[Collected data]
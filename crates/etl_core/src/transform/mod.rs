//! Worksheet-to-record transforms, one module per report family.

pub mod balance;
pub mod egresos;
pub mod ingresos;

use crate::error::EtlError;
use crate::grid::Grid;
use crate::keys::SurrogateKeyed;
use crate::report::Dataset;
use crate::schema::TableRecord;

pub use balance::BalanceRecord;
pub use egresos::EgresoRecord;
pub use ingresos::IngresoRecord;

/// A loadable row produced from one report worksheet.
pub trait DatasetRecord: TableRecord + SurrogateKeyed + Sized + Send + Sync {
    const DATASET: Dataset;

    fn from_grid(grid: &Grid) -> Result<Vec<Self>, EtlError>;
}

/// Keeps the first row for each key; rows without a key are dropped.
pub(crate) fn first_per_key<T>(rows: Vec<(Option<String>, T)>) -> Vec<(String, T)> {
    let mut seen = std::collections::HashSet::new();
    rows.into_iter()
        .filter_map(|(key, row)| key.map(|key| (key, row)))
        .filter(|(key, _)| seen.insert(key.clone()))
        .collect()
}
use std::sync::Arc;

use lambda_runtime::{service_fn, Error, LambdaEvent};
use serde_json::Value;

use etl_lambda::config::EtlConfig;
use etl_lambda::logging::init_tracing;
use etl_lambda::runtime::EtlRuntime;

async fn handle_request(runtime: &EtlRuntime, event: LambdaEvent<Value>) -> Result<Value, Error> {
    let (payload, context) = event.into_parts();
    let response = runtime.handle(payload).await.map_err(|error| {
        tracing::error!(
            component = "lambda",
            event = "invocation_failed",
            request_id = context.request_id.as_str(),
            error = %error,
        );
        Error::from(error.to_string())
    })?;
    serde_json::to_value(response)
        .map_err(|error| Error::from(format!("failed to serialize response: {error}")))
}

#[tokio::main]
async fn main() -> Result<(), Error> {
    init_tracing();

    let config = EtlConfig::from_env().map_err(|error| Error::from(error.to_string()))?;
    let runtime = Arc::new(EtlRuntime::from_config(config).await);

    lambda_runtime::run(service_fn(move |event: LambdaEvent<Value>| {
        let runtime = Arc::clone(&runtime);
        async move { handle_request(&runtime, event).await }
    }))
    .await
}
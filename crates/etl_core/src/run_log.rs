use serde::{Deserialize, Serialize};
use serde_json::Value;

pub const RUN_LOG_TABLE: &str = "pipeline_logs";

#[derive(Debug, Clone, Copy, PartialEq, Eq, Serialize, Deserialize)]
#[serde(rename_all = "lowercase")]
pub enum RunStatus {
    Start,
    Success,
    Fail,
}

impl RunStatus {
    pub fn as_str(self) -> &'static str {
        match self {
            Self::Start => "start",
            Self::Success => "success",
            Self::Fail => "fail",
        }
    }
}

/// One row of the run metadata table.
#[derive(Debug, Clone, PartialEq, Serialize, Deserialize)]
pub struct RunLogEntry {
    pub pipeline_name: String,
    pub run_id: i32,
    pub timestamp: String,
    pub status: RunStatus,
    pub config: Value,
    pub logs: Option<String>,
}

pub fn create_run_log_table_sql() -> String {
    format!(
        "CREATE TABLE IF NOT EXISTS {RUN_LOG_TABLE} (\
         id SERIAL PRIMARY KEY, \
         pipeline_name TEXT, \
         run_id INTEGER, \
         timestamp TIMESTAMP, \
         status TEXT, \
         config JSONB, \
         logs TEXT)"
    )
}

pub fn max_run_id_sql() -> String {
    format!("SELECT MAX(run_id) FROM {RUN_LOG_TABLE} WHERE pipeline_name = $1")
}

pub fn insert_run_log_sql() -> String {
    format!(
        "INSERT INTO {RUN_LOG_TABLE} (pipeline_name, run_id, timestamp, status, config, logs) \
         VALUES ($1, $2, $3::timestamp, $4, $5, $6)"
    )
}

/// Run ids count up from 1 per pipeline name.
pub fn next_run_id(current_max: Option<i32>) -> i32 {
    current_max.unwrap_or(0) + 1
}
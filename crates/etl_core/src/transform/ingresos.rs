//! F5 Estado Analítico de Ingresos Detallado.

use std::sync::LazyLock;

use regex::Regex;

use crate::error::EtlError;
use crate::grid::Grid;
use crate::keys::SurrogateKeyed;
use crate::report::Dataset;
use crate::schema::{ColumnSpec, SqlValue, TableRecord, TableSpec};
use crate::text::parse_corte_date;

use super::DatasetRecord;

const DATE_ROW: usize = 3;
const VALUE_COLUMNS: std::ops::Range<usize> = 1..8;
const SECTION_I_ROWS: std::ops::Range<usize> = 7..44;
const SECTION_II_ROWS: std::ops::Range<usize> = 45..76;

static PRIMARY_KEY_PATTERN: LazyLock<Regex> =
    LazyLock::new(|| Regex::new(r"^([A-Z]\.)").expect("valid regex"));
static SECONDARY_KEY_PATTERN: LazyLock<Regex> =
    LazyLock::new(|| Regex::new(r"^([a-z]\d+\))").expect("valid regex"));

/// Every column is stored as text, matching the published table.
#[derive(Debug, Clone, PartialEq, Eq)]
pub struct IngresoRecord {
    pub surrogate_key: String,
    pub concepto: Option<String>,
    pub estimado: Option<String>,
    pub ampliaciones_reducciones: Option<String>,
    pub modificado: Option<String>,
    pub devengado: Option<String>,
    pub recaudado: Option<String>,
    pub diferencia: Option<String>,
    pub clave_primaria: Option<String>,
    pub clave_secundaria: Option<String>,
    pub fecha: String,
    pub cuarto: String,
    pub seccion: String,
}

impl TableRecord for IngresoRecord {
    fn table() -> TableSpec {
        TableSpec {
            name: Dataset::IngresosDetallado.table_name(),
            columns: vec![
                ColumnSpec::surrogate_key(),
                ColumnSpec::text("concepto"),
                ColumnSpec::text("estimado"),
                ColumnSpec::text("ampliaciones_reducciones"),
                ColumnSpec::text("modificado"),
                ColumnSpec::text("devengado"),
                ColumnSpec::text("recaudado"),
                ColumnSpec::text("diferencia"),
                ColumnSpec::text("clave_primaria"),
                ColumnSpec::text("clave_secundaria"),
                ColumnSpec::text("fecha"),
                ColumnSpec::text("cuarto"),
                ColumnSpec::text("seccion"),
            ],
        }
    }

    fn values(&self) -> Vec<SqlValue> {
        vec![
            SqlValue::Text(Some(self.surrogate_key.clone())),
            SqlValue::Text(self.concepto.clone()),
            SqlValue::Text(self.estimado.clone()),
            SqlValue::Text(self.ampliaciones_reducciones.clone()),
            SqlValue::Text(self.modificado.clone()),
            SqlValue::Text(self.devengado.clone()),
            SqlValue::Text(self.recaudado.clone()),
            SqlValue::Text(self.diferencia.clone()),
            SqlValue::Text(self.clave_primaria.clone()),
            SqlValue::Text(self.clave_secundaria.clone()),
            SqlValue::Text(Some(self.fecha.clone())),
            SqlValue::Text(Some(self.cuarto.clone())),
            SqlValue::Text(Some(self.seccion.clone())),
        ]
    }
}

impl SurrogateKeyed for IngresoRecord {
    fn set_surrogate_key(&mut self, key: String) {
        self.surrogate_key = key;
    }
}

impl DatasetRecord for IngresoRecord {
    const DATASET: Dataset = Dataset::IngresosDetallado;

    fn from_grid(grid: &Grid) -> Result<Vec<Self>, EtlError> {
        Ok(transform_ingresos(grid))
    }
}

/// Date header spread across row 3; cells are joined before searching.
pub fn extract_fecha_y_cuarto(grid: &Grid) -> (String, String) {
    let header = VALUE_COLUMNS
        .map(|column| grid.display(DATE_ROW, column).trim().to_string())
        .collect::<Vec<_>>()
        .join(" ");
    match parse_corte_date(&header) {
        Some(date) => (date.fecha(), date.year_quarter()),
        None => (String::new(), String::new()),
    }
}

pub fn transform_ingresos(grid: &Grid) -> Vec<IngresoRecord> {
    let (fecha, cuarto) = extract_fecha_y_cuarto(grid);
    let mut records = section_rows(grid, SECTION_I_ROWS, "I", &fecha, &cuarto);
    records.extend(section_rows(grid, SECTION_II_ROWS, "II", &fecha, &cuarto));
    records
}

fn section_rows(
    grid: &Grid,
    rows: std::ops::Range<usize>,
    seccion: &str,
    fecha: &str,
    cuarto: &str,
) -> Vec<IngresoRecord> {
    grid.clamp_rows(rows)
        .map(|row| {
            let cells = grid.row_slice(row, VALUE_COLUMNS);
            let concept_text = cells[0].display();
            IngresoRecord {
                surrogate_key: String::new(),
                concepto: cells[0].to_optional_text(),
                estimado: cells[1].to_optional_text(),
                ampliaciones_reducciones: cells[2].to_optional_text(),
                modificado: cells[3].to_optional_text(),
                devengado: cells[4].to_optional_text(),
                recaudado: cells[5].to_optional_text(),
                diferencia: cells[6].to_optional_text(),
                clave_primaria: first_capture(&PRIMARY_KEY_PATTERN, &concept_text),
                clave_secundaria: first_capture(&SECONDARY_KEY_PATTERN, &concept_text),
                fecha: fecha.to_string(),
                cuarto: cuarto.to_string(),
                seccion: seccion.to_string(),
            }
        })
        .collect()
}

fn first_capture(pattern: &Regex, text: &str) -> Option<String> {
    pattern
        .captures(text)
        .map(|captures| captures[1].to_string())
}

#[cfg(test)]
mod tests {
    use super::*;
    use crate::grid::Cell;

    fn ingresos_grid() -> Grid {
        let mut rows: Vec<Vec<Cell>> = vec![Vec::new(); 80];
        rows[3] = vec![
            Cell::Empty,
            Cell::text("Del 1 de enero"),
            Cell::text("al 31 de marzo de 2025"),
        ];
        rows[7] = vec![
            Cell::Empty,
            Cell::text("A. Impuestos"),
            Cell::Number(1500.0),
            Cell::Number(0.0),
            Cell::Number(1500.0),
            Cell::Number(400.5),
            Cell::Number(380.0),
            Cell::Number(-1120.0),
        ];
        rows[8] = vec![Cell::Empty, Cell::text("a1) Impuesto sobre nómina")];
        rows[44] = vec![Cell::Empty, Cell::text("Total de Ingresos de Libre Disposición")];
        rows[45] = vec![Cell::Empty, Cell::text("B. Transferencias Federales")];
        rows[76] = vec![Cell::Empty, Cell::text("Total")];
        Grid::new(rows)
    }

    #[test]
    fn reads_fixed_sections_including_empty_rows() {
        let records = transform_ingresos(&ingresos_grid());
        assert_eq!(records.len(), 37 + 31);
        assert!(records[..37].iter().all(|record| record.seccion == "I"));
        assert!(records[37..].iter().all(|record| record.seccion == "II"));
        assert!(records
            .iter()
            .all(|record| record.concepto.as_deref() != Some("Total de Ingresos de Libre Disposición")));
    }

    #[test]
    fn extracts_primary_and_secondary_keys() {
        let records = transform_ingresos(&ingresos_grid());
        assert_eq!(records[0].clave_primaria.as_deref(), Some("A."));
        assert_eq!(records[0].clave_secundaria, None);
        assert_eq!(records[1].clave_primaria, None);
        assert_eq!(records[1].clave_secundaria.as_deref(), Some("a1)"));
        assert_eq!(records[37].clave_primaria.as_deref(), Some("B."));
    }

    #[test]
    fn amounts_are_kept_as_text() {
        let records = transform_ingresos(&ingresos_grid());
        assert_eq!(records[0].estimado.as_deref(), Some("1500.0"));
        assert_eq!(records[0].devengado.as_deref(), Some("400.5"));
        assert_eq!(records[1].estimado, None);
    }

    #[test]
    fn date_is_found_across_joined_cells() {
        assert_eq!(
            extract_fecha_y_cuarto(&ingresos_grid()),
            ("2025-03-31".to_string(), "2025_Q1".to_string())
        );
        assert_eq!(
            extract_fecha_y_cuarto(&Grid::default()),
            (String::new(), String::new())
        );
    }

    #[test]
    fn short_sheet_truncates_sections() {
        let grid = Grid::from_text_rows(&[
            &[""],
            &[""],
            &[""],
            &[""],
            &[""],
            &[""],
            &[""],
            &["", "A. Impuestos"],
            &["", "a1) Predial"],
        ]);
        let records = transform_ingresos(&grid);
        assert_eq!(records.len(), 2);
    }
}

[Your objective]: Your answer should be the lines above from the one containing "pub(crate) fn first_per_key<T>(rows: Vec<(Option<String>, T)>)" through the one containing "#[derive(Debug, Clone, PartialEq, Serialize, Deserialize)]", copied exactly and with both ends kept.

[Solution]:
pub(crate) fn first_per_key<T>(rows: Vec<(Option<String>, T)>) -> Vec<(String, T)> {
    let mut seen = std::collections::HashSet::new();
    rows.into_iter()
        .filter_map(|(key, row)| key.map(|key| (key, row)))
        .filter(|(key, _)| seen.insert(key.clone()))
        .collect()
}
use std::sync::Arc;

use lambda_runtime::{service_fn, Error, LambdaEvent};
use serde_json::Value;

use etl_lambda::config::EtlConfig;
use etl_lambda::logging::init_tracing;
use etl_lambda::runtime::EtlRuntime;

async fn handle_request(runtime: &EtlRuntime, event: LambdaEvent<Value>) -> Result<Value, Error> {
    let (payload, context) = event.into_parts();
    let response = runtime.handle(payload).await.map_err(|error| {
        tracing::error!(
            component = "lambda",
            event = "invocation_failed",
            request_id = context.request_id.as_str(),
            error = %error,
        );
        Error::from(error.to_string())
    })?;
    serde_json::to_value(response)
        .map_err(|error| Error::from(format!("failed to serialize response: {error}")))
}

#[tokio::main]
async fn main() -> Result<(), Error> {
    init_tracing();

    let config = EtlConfig::from_env().map_err(|error| Error::from(error.to_string()))?;
    let runtime = Arc::new(EtlRuntime::from_config(config).await);

    lambda_runtime::run(service_fn(move |event: LambdaEvent<Value>| {
        let runtime = Arc::clone(&runtime);
        async move { handle_request(&runtime, event).await }
    }))
    .await
}
filename crates/etl_core/src/run_log.rs
use serde::{Deserialize, Serialize};
use serde_json::Value;

pub const RUN_LOG_TABLE: &str = "pipeline_logs";

#[derive(Debug, Clone, Copy, PartialEq, Eq, Serialize, Deserialize)]
#[serde(rename_all = "lowercase")]
pub enum RunStatus {
    Start,
    Success,
    Fail,
}

impl RunStatus {
    pub fn as_str(self) -> &'static str {
        match self {
            Self::Start => "start",
            Self::Success => "success",
            Self::Fail => "fail",
        }
    }
}

/// One row of the run metadata table.
#[derive(Debug, Clone, PartialEq, Serialize, Deserialize)]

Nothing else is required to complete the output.